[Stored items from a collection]
== == ==

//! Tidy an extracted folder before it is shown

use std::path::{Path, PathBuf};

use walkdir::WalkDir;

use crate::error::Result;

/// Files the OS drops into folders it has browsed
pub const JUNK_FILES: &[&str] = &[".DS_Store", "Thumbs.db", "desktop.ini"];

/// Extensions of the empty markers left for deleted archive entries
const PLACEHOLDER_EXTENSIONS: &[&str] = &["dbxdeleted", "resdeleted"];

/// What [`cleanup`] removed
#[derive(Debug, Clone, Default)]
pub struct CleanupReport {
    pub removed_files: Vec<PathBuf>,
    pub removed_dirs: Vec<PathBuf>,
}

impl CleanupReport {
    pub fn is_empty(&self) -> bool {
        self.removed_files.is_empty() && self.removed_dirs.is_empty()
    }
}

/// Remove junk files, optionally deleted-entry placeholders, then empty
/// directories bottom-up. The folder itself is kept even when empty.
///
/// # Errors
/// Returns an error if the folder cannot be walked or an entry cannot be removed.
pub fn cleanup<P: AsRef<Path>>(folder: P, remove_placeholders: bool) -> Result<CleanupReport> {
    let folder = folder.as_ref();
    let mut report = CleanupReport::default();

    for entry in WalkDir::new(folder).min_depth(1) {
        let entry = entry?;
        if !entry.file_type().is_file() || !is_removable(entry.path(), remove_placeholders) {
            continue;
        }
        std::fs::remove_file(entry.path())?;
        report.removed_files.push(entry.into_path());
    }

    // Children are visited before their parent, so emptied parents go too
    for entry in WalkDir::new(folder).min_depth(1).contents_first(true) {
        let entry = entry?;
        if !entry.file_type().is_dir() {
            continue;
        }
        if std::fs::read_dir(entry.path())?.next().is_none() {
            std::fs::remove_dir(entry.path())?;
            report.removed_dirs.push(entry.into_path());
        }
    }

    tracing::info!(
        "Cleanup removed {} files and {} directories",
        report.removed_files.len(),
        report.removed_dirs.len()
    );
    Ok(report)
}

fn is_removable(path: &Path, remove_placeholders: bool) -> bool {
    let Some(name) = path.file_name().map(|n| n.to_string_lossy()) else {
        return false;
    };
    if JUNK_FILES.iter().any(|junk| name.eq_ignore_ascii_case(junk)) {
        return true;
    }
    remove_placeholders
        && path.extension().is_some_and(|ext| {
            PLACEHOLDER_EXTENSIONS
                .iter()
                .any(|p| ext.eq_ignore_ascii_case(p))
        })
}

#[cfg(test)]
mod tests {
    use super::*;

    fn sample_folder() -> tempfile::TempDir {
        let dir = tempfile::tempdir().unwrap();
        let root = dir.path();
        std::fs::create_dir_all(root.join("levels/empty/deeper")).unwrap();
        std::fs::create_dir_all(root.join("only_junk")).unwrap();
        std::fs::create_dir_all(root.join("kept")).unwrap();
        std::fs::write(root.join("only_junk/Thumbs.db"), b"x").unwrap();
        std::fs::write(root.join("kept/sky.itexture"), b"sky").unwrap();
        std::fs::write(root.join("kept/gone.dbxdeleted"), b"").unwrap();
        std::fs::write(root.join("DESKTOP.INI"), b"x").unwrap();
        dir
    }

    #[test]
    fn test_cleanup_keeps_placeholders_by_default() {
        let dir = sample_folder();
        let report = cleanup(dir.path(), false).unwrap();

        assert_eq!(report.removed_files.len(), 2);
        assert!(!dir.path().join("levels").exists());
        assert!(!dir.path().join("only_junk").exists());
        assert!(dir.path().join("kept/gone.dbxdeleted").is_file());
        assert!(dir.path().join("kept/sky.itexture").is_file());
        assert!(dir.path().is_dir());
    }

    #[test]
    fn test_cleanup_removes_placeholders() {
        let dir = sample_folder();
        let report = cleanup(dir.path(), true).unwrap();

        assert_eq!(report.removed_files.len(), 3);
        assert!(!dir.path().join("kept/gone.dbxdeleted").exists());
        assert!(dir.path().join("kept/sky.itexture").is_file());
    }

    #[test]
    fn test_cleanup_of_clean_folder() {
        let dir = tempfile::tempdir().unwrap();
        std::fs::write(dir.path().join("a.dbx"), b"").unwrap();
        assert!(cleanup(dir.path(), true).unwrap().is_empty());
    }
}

== == ==

The first line of the records and every line down to the line with "let mut report" must be quoted exactly; leave out all else.

//! Tidy an extracted folder before it is shown

use std::path::{Path, PathBuf};

use walkdir::WalkDir;

use crate::error::Result;

/// Files the OS drops into folders it has browsed
pub const JUNK_FILES: &[&str] = &[".DS_Store", "Thumbs.db", "desktop.ini"];

/// Extensions of the empty markers left for deleted archive entries
const PLACEHOLDER_EXTENSIONS: &[&str] = &["dbxdeleted", "resdeleted"];

/// What [`cleanup`] removed
#[derive(Debug, Clone, Default)]
pub struct CleanupReport {
    pub removed_files: Vec<PathBuf>,
    pub removed_dirs: Vec<PathBuf>,
}

impl CleanupReport {
    pub fn is_empty(&self) -> bool {
        self.removed_files.is_empty() && self.removed_dirs.is_empty()
    }
}

/// Remove junk files, optionally deleted-entry placeholders, then empty
/// directories bottom-up. The folder itself is kept even when empty.
///
/// # Errors
/// Returns an error if the folder cannot be walked or an entry cannot be removed.
pub fn cleanup<P: AsRef<Path>>(folder: P, remove_placeholders: bool) -> Result<CleanupReport> {
    let folder = folder.as_ref();
    let mut report = CleanupReport::default();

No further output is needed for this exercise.